■ **Exercise details**: Output each entry exactly; skip nothing.

■ **Source data**:
● ● ● ● ● ● ●

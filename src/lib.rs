//! Terminal Snake: a fixed-tick simulation with growing obstacles, driven by
//! intents from an input thread and drawn through a `Presenter`.

pub mod app;
pub mod collision;
pub mod config;
pub mod error;
pub mod food;
pub mod game;
pub mod input;
pub mod logging;
pub mod renderer;
pub mod rewards;
pub mod score;
pub mod snake;
pub mod terminal_runtime;
pub mod ui;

● ● ● ● ● ● ●

■ **Result below**:
filename src/lib.rs
//! Terminal Snake: a fixed-tick simulation with growing obstacles, driven by
//! intents from an input thread and drawn through a `Presenter`.

pub mod app;
pub mod collision;
pub mod config;
pub mod error;
pub mod food;
pub mod game;
pub mod input;
pub mod logging;
pub mod renderer;
pub mod rewards;
pub mod score;
pub mod snake;
pub mod terminal_runtime;
pub mod ui;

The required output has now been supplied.